» **Task instructions**: From the entries below, copy out every line with "shared" in it.

» **Data extracts**:
------------------------
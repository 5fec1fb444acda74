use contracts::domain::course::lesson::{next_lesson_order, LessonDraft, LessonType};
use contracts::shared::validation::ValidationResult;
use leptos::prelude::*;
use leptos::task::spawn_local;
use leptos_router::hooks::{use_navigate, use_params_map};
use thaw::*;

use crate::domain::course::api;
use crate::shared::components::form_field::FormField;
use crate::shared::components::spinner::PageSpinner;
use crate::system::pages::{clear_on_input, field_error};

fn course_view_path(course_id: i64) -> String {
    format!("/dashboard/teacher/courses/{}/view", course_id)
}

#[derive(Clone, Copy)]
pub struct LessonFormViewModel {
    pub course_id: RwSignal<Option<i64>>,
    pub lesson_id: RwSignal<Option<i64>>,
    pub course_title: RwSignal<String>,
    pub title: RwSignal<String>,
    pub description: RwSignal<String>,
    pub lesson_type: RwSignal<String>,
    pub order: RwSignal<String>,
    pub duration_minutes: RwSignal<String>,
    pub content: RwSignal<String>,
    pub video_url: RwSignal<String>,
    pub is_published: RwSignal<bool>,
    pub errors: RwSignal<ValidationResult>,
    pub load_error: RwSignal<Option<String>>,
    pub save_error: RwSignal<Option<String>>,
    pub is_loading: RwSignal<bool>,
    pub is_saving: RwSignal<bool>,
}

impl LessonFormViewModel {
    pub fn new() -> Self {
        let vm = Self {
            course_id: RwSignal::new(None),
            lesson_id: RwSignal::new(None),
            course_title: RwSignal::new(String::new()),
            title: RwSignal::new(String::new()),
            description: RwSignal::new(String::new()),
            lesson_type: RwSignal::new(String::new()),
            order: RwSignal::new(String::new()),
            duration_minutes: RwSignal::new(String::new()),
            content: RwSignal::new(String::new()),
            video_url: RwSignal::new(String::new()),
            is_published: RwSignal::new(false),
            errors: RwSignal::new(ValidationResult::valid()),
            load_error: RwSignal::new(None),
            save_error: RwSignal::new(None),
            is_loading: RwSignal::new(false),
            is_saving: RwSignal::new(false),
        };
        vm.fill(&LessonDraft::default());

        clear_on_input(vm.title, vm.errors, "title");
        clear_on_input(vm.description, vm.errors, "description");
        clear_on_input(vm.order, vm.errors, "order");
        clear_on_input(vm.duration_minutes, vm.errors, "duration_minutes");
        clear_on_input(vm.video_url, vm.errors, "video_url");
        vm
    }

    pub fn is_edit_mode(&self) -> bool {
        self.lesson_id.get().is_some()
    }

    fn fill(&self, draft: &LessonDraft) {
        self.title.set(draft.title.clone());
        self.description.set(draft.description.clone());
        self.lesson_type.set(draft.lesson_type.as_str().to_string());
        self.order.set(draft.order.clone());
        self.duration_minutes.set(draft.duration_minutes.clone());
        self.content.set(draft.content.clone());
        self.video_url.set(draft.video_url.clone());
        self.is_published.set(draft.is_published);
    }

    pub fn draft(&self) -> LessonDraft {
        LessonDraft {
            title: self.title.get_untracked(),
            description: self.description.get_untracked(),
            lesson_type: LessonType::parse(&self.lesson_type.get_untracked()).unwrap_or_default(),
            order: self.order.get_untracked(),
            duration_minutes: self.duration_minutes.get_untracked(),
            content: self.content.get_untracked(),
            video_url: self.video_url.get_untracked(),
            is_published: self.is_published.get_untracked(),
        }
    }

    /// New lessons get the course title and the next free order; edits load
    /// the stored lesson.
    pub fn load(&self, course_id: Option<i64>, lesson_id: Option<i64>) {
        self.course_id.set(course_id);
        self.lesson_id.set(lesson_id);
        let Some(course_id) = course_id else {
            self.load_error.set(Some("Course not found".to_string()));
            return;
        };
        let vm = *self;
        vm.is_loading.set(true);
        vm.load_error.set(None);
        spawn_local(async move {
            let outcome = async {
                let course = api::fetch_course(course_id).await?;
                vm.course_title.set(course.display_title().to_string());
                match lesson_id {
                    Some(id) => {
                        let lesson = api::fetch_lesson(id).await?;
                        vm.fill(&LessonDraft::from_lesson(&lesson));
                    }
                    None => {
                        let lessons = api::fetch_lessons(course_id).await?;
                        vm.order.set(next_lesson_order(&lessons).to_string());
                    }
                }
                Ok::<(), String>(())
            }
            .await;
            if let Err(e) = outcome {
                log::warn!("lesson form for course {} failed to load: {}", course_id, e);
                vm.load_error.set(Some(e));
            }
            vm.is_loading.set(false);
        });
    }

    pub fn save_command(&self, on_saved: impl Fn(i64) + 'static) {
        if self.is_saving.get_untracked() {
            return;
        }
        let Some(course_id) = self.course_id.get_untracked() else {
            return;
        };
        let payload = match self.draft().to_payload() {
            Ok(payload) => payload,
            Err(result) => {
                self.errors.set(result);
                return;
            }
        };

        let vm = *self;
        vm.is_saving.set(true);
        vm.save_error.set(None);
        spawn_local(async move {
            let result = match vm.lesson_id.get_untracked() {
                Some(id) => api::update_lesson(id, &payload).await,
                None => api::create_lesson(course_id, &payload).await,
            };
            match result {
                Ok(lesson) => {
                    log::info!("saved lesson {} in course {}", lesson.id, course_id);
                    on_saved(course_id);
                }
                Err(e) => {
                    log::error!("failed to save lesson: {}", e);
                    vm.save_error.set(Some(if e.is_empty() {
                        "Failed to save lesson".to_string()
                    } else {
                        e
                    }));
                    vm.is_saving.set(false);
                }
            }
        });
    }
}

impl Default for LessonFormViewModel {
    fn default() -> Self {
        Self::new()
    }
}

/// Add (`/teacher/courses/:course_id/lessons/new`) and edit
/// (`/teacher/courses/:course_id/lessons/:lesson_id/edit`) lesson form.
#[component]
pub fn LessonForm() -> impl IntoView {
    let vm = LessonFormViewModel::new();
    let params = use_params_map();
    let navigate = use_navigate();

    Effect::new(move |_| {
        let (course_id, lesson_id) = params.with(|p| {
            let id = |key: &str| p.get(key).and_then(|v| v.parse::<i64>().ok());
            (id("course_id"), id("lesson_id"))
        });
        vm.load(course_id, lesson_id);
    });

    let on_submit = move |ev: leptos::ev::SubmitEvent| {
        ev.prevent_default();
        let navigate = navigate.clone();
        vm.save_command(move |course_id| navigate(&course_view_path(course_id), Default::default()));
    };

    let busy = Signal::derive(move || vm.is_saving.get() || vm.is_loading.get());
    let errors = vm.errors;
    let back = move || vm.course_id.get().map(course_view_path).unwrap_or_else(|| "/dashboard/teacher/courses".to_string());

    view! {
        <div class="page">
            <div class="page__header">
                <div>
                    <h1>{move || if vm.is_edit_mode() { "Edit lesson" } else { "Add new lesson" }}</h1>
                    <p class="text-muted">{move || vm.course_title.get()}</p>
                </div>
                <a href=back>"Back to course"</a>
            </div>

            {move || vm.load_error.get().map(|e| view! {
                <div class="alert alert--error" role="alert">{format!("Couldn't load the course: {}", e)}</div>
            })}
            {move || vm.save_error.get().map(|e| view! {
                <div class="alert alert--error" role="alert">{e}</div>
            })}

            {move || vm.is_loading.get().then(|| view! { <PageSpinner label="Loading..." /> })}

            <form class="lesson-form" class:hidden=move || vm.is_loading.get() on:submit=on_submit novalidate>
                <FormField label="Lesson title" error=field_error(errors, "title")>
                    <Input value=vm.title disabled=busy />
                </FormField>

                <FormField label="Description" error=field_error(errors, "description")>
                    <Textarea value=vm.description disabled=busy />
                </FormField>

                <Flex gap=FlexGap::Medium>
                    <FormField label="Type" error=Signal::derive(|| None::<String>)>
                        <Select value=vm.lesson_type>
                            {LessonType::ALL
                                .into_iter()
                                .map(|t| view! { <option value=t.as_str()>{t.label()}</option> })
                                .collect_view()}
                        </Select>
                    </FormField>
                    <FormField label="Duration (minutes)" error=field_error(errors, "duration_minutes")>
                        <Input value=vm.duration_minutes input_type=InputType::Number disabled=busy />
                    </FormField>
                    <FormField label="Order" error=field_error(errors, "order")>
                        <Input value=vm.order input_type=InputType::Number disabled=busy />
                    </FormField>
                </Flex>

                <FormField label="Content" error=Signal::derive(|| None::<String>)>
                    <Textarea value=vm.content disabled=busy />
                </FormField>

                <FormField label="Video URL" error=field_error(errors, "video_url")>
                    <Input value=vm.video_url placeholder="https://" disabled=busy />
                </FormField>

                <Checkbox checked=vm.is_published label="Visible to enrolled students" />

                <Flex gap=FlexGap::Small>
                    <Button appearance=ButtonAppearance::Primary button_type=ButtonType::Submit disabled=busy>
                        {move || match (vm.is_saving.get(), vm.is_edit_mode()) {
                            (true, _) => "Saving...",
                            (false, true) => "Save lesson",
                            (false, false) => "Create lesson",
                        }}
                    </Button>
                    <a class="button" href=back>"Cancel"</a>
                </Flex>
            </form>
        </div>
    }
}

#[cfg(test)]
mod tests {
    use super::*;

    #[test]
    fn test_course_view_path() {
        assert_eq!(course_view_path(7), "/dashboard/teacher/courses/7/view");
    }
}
------------------------
» **Response**:
use contracts::shared::validation::ValidationResult;
use crate::shared::components::form_field::FormField;
use crate::shared::components::spinner::PageSpinner;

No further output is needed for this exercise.